About this exercise = Examine the material below. Gather every line in which the string "Result" appears.

Task inputs =
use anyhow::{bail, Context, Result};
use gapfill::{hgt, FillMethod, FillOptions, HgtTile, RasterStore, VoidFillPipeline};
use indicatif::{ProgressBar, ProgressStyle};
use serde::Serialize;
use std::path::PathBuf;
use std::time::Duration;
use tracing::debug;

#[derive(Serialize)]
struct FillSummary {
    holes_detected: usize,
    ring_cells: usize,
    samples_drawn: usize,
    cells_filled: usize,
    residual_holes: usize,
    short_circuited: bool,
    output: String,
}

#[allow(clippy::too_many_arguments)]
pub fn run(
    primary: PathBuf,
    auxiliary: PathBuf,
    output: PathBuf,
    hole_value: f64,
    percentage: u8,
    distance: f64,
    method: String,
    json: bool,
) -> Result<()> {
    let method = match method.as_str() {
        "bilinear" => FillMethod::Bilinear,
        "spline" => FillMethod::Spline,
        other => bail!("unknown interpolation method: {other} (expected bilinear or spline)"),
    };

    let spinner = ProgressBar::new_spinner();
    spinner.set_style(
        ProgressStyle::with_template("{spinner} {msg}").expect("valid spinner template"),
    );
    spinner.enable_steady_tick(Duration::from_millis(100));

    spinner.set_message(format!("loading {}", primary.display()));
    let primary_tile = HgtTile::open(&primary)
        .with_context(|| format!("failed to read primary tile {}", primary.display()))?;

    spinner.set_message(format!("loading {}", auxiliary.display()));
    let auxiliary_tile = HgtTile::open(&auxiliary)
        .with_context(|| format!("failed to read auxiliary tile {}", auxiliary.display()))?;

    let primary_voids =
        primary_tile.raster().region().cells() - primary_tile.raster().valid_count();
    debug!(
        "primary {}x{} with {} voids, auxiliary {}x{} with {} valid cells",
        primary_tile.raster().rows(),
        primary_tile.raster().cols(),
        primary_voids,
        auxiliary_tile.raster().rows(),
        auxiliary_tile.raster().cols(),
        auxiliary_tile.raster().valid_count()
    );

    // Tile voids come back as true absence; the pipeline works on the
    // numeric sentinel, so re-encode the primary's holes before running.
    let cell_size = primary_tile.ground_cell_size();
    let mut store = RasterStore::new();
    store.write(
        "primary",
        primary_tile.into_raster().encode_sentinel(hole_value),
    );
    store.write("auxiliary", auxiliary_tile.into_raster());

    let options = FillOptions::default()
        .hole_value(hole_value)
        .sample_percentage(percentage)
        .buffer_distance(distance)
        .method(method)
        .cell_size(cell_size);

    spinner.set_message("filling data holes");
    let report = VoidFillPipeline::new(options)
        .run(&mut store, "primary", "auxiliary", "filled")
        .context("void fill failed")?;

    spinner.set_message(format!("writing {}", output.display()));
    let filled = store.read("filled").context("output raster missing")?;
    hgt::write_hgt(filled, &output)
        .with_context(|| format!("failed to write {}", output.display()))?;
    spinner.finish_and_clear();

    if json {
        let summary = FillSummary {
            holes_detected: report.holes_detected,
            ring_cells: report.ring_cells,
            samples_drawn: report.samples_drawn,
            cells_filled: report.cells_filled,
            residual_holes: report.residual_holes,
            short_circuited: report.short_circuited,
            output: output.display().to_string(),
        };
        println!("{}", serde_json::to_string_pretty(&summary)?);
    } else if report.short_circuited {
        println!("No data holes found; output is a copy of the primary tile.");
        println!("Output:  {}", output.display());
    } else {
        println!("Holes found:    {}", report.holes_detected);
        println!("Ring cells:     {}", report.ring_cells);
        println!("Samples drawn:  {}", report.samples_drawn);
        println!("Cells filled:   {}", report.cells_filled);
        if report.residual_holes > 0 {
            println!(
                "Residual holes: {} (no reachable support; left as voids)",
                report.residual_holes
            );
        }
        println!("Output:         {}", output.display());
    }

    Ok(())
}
==
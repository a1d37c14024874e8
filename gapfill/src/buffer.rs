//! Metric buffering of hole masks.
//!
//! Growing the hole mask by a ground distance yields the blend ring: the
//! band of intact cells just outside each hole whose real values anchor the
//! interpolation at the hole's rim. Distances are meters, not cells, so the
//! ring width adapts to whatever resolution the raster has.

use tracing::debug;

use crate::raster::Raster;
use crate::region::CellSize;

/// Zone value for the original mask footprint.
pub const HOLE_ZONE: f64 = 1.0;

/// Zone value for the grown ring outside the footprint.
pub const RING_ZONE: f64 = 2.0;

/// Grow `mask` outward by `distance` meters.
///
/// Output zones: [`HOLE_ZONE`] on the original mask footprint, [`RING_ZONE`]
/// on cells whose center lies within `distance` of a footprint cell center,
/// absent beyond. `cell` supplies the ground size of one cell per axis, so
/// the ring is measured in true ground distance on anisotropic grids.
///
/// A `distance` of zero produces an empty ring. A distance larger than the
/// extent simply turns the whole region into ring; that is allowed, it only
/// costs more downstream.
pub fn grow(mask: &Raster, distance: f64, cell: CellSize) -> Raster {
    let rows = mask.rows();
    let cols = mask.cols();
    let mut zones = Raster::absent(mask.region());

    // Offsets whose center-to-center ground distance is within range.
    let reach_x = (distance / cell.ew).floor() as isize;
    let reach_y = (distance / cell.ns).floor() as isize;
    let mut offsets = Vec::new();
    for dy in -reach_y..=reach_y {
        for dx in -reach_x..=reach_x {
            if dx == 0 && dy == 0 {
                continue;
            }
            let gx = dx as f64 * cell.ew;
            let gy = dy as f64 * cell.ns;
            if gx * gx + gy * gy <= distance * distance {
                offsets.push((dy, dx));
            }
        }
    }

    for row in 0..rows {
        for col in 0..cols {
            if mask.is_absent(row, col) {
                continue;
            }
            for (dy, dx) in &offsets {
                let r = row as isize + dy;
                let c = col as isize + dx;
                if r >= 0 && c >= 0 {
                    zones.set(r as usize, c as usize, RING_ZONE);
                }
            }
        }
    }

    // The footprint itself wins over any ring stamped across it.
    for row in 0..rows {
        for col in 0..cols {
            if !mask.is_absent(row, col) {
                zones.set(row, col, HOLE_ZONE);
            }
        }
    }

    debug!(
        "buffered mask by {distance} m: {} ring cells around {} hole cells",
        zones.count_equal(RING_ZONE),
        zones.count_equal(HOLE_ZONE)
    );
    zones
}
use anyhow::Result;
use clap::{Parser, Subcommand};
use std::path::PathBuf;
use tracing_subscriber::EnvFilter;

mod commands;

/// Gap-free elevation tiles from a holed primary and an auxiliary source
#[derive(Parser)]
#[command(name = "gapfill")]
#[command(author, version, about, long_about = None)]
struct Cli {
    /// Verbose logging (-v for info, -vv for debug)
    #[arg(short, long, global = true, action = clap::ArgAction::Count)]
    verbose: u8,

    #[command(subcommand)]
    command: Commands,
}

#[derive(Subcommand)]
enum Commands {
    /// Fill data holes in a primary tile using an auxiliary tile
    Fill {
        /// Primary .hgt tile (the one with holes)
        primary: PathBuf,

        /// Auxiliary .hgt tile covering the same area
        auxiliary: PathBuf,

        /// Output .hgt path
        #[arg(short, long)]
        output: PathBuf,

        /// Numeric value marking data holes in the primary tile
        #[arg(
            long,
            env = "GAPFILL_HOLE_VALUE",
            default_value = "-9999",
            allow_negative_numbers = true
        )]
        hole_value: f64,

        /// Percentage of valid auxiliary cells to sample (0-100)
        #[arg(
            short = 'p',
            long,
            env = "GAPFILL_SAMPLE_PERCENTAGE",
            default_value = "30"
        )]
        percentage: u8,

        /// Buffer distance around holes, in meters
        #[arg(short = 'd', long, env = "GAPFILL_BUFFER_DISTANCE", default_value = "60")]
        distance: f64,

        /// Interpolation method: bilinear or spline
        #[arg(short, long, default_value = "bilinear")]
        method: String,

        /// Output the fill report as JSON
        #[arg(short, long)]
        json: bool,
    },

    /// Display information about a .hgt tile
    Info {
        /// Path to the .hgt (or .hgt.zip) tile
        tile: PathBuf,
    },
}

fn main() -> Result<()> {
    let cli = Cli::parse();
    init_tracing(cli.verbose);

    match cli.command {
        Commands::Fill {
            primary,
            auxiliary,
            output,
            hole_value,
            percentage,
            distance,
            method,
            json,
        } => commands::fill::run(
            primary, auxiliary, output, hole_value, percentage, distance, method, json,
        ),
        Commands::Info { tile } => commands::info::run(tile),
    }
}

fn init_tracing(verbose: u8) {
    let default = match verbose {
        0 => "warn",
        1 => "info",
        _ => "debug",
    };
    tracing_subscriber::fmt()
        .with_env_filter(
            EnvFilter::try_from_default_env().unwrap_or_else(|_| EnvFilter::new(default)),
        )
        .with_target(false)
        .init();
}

Task solution =
use anyhow::{bail, Context, Result};
) -> Result<()> {
use anyhow::Result;
fn main() -> Result<()> {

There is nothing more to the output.